● Exercise instructions
Output range, inclusive: from the line containing "each pixel value" to the line containing "pub fn fluorescence_psf(&self, na: f64, pixelsize: f64)". Restate those lines from the data below word for word and only those.

Source records below:

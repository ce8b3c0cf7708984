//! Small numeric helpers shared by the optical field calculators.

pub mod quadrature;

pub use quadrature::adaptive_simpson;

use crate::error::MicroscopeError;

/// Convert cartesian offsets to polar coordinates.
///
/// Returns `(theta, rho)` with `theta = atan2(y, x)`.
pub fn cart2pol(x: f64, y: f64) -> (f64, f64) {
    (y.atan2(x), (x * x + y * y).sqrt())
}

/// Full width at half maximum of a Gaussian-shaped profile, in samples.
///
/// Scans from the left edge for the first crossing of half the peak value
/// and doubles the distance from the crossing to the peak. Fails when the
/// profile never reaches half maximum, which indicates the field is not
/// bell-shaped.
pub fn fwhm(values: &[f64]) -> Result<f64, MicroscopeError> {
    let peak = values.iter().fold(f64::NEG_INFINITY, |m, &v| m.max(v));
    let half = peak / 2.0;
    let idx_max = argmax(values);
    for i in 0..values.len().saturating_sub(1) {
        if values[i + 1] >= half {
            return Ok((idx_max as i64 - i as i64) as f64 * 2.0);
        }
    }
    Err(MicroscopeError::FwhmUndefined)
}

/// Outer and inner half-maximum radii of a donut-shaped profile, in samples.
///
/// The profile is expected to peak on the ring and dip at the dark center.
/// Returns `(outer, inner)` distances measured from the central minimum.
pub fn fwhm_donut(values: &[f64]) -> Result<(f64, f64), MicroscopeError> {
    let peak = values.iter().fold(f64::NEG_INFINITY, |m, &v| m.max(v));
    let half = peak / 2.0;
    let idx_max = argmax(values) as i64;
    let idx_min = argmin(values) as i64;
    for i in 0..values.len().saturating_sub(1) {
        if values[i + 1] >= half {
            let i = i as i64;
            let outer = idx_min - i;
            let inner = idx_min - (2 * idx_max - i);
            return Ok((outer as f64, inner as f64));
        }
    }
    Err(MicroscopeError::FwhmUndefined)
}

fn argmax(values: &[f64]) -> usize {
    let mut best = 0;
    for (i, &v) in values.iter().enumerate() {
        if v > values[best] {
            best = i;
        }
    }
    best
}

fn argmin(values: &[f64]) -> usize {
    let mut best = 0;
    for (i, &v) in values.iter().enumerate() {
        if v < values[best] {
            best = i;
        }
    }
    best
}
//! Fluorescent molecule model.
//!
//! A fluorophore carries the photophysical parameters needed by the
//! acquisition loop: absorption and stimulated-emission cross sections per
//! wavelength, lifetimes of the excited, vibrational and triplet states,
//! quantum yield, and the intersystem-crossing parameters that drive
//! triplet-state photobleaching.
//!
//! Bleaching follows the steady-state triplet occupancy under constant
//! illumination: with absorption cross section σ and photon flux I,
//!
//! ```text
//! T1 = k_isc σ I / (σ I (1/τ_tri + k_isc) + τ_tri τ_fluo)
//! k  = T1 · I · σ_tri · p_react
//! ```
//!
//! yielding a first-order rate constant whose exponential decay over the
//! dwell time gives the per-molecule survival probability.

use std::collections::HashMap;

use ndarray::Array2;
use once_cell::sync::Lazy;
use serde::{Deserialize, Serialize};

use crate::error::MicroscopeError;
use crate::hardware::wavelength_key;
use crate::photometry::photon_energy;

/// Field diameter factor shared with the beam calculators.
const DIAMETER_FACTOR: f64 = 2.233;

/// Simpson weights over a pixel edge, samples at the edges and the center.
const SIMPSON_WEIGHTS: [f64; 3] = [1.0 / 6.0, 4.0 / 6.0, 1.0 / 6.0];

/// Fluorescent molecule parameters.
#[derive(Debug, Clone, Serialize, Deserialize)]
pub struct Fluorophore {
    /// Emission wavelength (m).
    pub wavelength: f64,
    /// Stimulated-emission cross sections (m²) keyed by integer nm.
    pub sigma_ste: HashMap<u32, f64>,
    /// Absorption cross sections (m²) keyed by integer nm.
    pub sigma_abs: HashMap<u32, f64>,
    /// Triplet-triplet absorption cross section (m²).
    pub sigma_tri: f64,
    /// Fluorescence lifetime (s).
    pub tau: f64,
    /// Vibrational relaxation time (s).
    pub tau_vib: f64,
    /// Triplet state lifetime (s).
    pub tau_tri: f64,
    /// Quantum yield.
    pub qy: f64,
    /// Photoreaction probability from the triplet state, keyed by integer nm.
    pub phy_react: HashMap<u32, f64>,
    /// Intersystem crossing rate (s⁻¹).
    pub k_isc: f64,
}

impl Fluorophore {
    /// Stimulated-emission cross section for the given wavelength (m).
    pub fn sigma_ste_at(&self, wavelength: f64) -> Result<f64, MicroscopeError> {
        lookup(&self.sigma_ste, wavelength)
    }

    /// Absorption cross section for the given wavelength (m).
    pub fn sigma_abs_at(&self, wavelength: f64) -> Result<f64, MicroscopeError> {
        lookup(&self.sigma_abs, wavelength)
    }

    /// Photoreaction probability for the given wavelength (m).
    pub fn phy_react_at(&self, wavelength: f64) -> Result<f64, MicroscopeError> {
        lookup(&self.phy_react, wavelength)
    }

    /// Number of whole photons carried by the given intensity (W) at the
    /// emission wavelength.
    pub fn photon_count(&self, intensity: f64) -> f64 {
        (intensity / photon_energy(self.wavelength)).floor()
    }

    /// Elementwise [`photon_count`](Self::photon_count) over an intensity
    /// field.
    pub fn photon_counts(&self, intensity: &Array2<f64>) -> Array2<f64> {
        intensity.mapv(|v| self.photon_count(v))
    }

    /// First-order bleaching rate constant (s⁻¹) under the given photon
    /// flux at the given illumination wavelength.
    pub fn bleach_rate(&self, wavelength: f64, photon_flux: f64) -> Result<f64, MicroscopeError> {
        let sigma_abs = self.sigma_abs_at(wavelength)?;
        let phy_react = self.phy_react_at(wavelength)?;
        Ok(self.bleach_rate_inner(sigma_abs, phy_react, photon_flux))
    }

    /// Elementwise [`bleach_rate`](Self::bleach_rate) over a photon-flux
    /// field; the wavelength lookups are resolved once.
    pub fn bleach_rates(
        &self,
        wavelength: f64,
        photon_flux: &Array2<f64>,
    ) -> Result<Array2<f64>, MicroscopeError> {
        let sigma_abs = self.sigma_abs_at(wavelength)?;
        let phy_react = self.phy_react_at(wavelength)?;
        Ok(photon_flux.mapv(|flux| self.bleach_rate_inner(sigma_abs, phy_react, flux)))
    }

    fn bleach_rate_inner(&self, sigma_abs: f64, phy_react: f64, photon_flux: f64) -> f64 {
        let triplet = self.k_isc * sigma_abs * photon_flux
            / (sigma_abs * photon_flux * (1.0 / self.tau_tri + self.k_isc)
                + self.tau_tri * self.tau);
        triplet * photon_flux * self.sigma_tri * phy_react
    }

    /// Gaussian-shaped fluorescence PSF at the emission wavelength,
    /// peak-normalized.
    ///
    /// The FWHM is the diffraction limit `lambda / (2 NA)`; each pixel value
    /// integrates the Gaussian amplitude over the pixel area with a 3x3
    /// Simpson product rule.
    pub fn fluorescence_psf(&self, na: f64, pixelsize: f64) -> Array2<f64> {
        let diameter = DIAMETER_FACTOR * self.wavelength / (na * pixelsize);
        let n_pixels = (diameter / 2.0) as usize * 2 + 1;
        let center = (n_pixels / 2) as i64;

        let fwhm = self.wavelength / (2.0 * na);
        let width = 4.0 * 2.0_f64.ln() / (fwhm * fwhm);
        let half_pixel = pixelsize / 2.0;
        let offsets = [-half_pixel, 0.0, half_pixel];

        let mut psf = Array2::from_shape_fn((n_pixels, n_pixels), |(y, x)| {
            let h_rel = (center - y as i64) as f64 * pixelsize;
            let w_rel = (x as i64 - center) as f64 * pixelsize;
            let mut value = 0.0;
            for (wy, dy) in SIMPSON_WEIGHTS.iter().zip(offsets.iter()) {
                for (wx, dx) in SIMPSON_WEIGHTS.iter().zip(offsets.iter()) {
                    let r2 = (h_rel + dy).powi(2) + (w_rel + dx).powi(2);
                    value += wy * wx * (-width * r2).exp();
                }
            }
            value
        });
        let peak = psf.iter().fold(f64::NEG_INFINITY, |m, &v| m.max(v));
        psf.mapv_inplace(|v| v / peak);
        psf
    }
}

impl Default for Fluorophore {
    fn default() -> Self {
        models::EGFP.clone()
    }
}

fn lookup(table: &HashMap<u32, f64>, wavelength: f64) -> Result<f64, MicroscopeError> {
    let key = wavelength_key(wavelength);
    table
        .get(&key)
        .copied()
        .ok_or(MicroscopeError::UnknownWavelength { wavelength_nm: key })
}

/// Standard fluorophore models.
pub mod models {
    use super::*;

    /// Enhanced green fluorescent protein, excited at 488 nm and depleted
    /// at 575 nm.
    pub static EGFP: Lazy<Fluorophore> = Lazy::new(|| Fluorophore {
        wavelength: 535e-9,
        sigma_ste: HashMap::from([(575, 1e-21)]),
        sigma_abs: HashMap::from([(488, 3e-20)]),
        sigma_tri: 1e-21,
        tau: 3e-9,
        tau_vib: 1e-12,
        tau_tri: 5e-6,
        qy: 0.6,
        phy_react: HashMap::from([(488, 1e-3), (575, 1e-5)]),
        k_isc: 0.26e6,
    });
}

End of Source records.

● Response for this exercise
    /// The FWHM is the diffraction limit `lambda / (2 NA)`; each pixel value
    /// integrates the Gaussian amplitude over the pixel area with a 3x3
    /// Simpson product rule.
    pub fn fluorescence_psf(&self, na: f64, pixelsize: f64) -> Array2<f64> {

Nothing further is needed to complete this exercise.